By the time we hit the contour path, it was dark – although full moon did help. Two tents were pitched at the bottom of the pass. Always nice to see a friendly face in the mountains!
We continued along for a bit before deciding to call it a night and just pitch the tent there. The fire had grown a lot, which was a concern.
When the alarm went off at 5AM, there was a lot of smoke about and we agreed to wait to see where the fire was before deciding if we would stick to our plans to do Potterill Arete. When there was enough light for us to see where the fire was (we could see the flames, but we couldn’t see the mountain behind them to provide an exact location) – we realised that the fire crossed the contour path.
There was a massive amount of smoke in the valley and we were both feeling the effects of this. The fire was between us and the start of our route. It wasn’t windy, so the fire was spreading slowly – but continuing with the climb would mean walking over dry grass towards a massive fire, finding a way through the fire, stashing our packs just past the fire and then climbing a ridge just north of the fire. This seemed like a very bad idea, so despite the perfect weather, we knew we had to bail.

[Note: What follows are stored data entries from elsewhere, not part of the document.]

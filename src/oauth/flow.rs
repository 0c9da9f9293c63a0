use std::fmt;
use std::io::{BufRead, Write};
use std::path::PathBuf;

use chrono::{DateTime, Local};

use crate::config::{set_keys, Credentials, Settings};
use crate::error::AuthError;
use crate::oauth::consent::{build_consent_url, Browser};
use crate::oauth::redirect::{read_redirect, AuthorizationCode};
use crate::oauth::token::{exchange_code, TokenExchange};

/// Progress of a single authorization run. Any failure ends the run.
#[derive(Debug, Clone, Copy, PartialEq, Eq)]
pub enum FlowState {
    Init,
    ConfigLoaded,
    ConsentOpened,
    CodeReceived,
    TokenExchanged,
    Persisted,
    Failed,
}

impl fmt::Display for FlowState {
    fn fmt(&self, f: &mut fmt::Formatter<'_>) -> fmt::Result {
        let name = match self {
            FlowState::Init => "INIT",
            FlowState::ConfigLoaded => "CONFIG_LOADED",
            FlowState::ConsentOpened => "CONSENT_OPENED",
            FlowState::CodeReceived => "CODE_RECEIVED",
            FlowState::TokenExchanged => "TOKEN_EXCHANGED",
            FlowState::Persisted => "PERSISTED",
            FlowState::Failed => "FAILED",
        };
        f.write_str(name)
    }
}

/// What a completed token exchange produced.
#[derive(Debug)]
pub struct AuthorizationReport {
    pub exchange: TokenExchange,
    /// Path written on success, or why nothing was written.
    pub persisted: Result<PathBuf, AuthError>,
    pub obtained_at: DateTime<Local>,
}

impl FlowState {
    pub fn log(self) {
        tracing::debug!("auth flow -> {self}");
    }
}

impl AuthorizationReport {
    pub fn state(&self) -> FlowState {
        if self.persisted.is_ok() {
            FlowState::Persisted
        } else {
            FlowState::Failed
        }
    }
}

/// Print the consent URL and try to open it. A browser failure is not fatal.
pub fn open_consent(
    settings: &Settings,
    credentials: &Credentials,
    browser: &dyn Browser,
) -> String {
    let url = build_consent_url(&settings.provider, credentials);
    if settings.open_browser {
        match browser.open(&url) {
            Ok(()) => println!("Opening the browser. Please grant consent in the browser."),
            Err(e) => tracing::warn!("Could not open browser automatically: {e}"),
        }
    }
    println!("If the browser does not open, please manually navigate to: {url}");
    url
}

/// Ask the user for the redirect URL and pull the code out of it.
pub fn prompt_for_code<R: BufRead>(input: &mut R) -> Result<AuthorizationCode, AuthError> {
    print!(
        "After granting consent, eBay will redirect you. Paste the entire redirect URL here: "
    );
    std::io::stdout().flush()?;
    read_redirect(input)
}

/// Write both tokens into the env file, leaving every other entry alone.
pub fn persist_tokens(
    settings: &Settings,
    exchange: &TokenExchange,
) -> Result<PathBuf, AuthError> {
    let path = settings.env_file.clone();
    let Some((access, refresh)) = exchange.response.token_pair() else {
        return Err(AuthError::IncompleteTokenResponse { path });
    };

    let provider = &settings.provider;
    let access_key = provider.access_token_key();
    let refresh_key = provider.refresh_token_key();
    match set_keys(
        &path,
        &[(access_key.as_str(), access), (refresh_key.as_str(), refresh)],
    ) {
        Ok(()) => Ok(path),
        Err(source) => Err(AuthError::Persistence { path, source }),
    }
}

/// Run consent, code entry, token exchange and persistence in order.
///
/// Errors before and during the exchange abort the run. Persistence
/// problems are carried in the report so the summary can still be shown.
pub async fn run_authorization<R: BufRead>(
    settings: &Settings,
    credentials: &Credentials,
    browser: &dyn Browser,
    input: &mut R,
) -> Result<AuthorizationReport, AuthError> {
    FlowState::ConfigLoaded.log();

    open_consent(settings, credentials, browser);
    FlowState::ConsentOpened.log();

    let code = prompt_for_code(input)?;
    FlowState::CodeReceived.log();

    let obtained_at = Local::now();
    let exchange = exchange_code(
        &settings.provider.token_endpoint,
        credentials,
        &code,
        settings.timeout,
    )
    .await?;
    FlowState::TokenExchanged.log();

    let persisted = persist_tokens(settings, &exchange);
    let report = AuthorizationReport {
        exchange,
        persisted,
        obtained_at,
    };
    report.state().log();
    Ok(report)
}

I have often used the scoring system from one of the wargaming rulesets to define a trip result. The outcomes can be a major win, minor win, draw, minor loss or major loss. Saturday had been a major win, so we decided to keep the overall trip on the win side of the equation and head down early.
We got a good look at Potterill Arete on the way out – the route looks amazing. We also saw at least 20 EKZN workers walking up Middle Ridge to deal with the fire. We bumped into a worker on Giants Ridge who told us that the fire was started on top, so it was not a controlled fire.
Aside from four eland in the distance on the way out, and the massive fire raging behind us – the walk out was uneventful.
We reached the offices at 10:15 to find our page of the mountain register full of other people’s names. I have no clue what route they were doing, but I seriously doubt they were planning on doing the same route as us. Not the first time this has happened – it is rather annoying.
Nonetheless – I rate Sherman’s Route to be one of the most spectacular lines I have done in the Drakensberg. I would absolutely recommend this line to a team looking to walk 35km with heavy packs in order to do about 30m of climbing. Ok, that sounded far too sarcastic – it is genuinely worth doing, provided you are in it for the route and not just looking for some good climbing.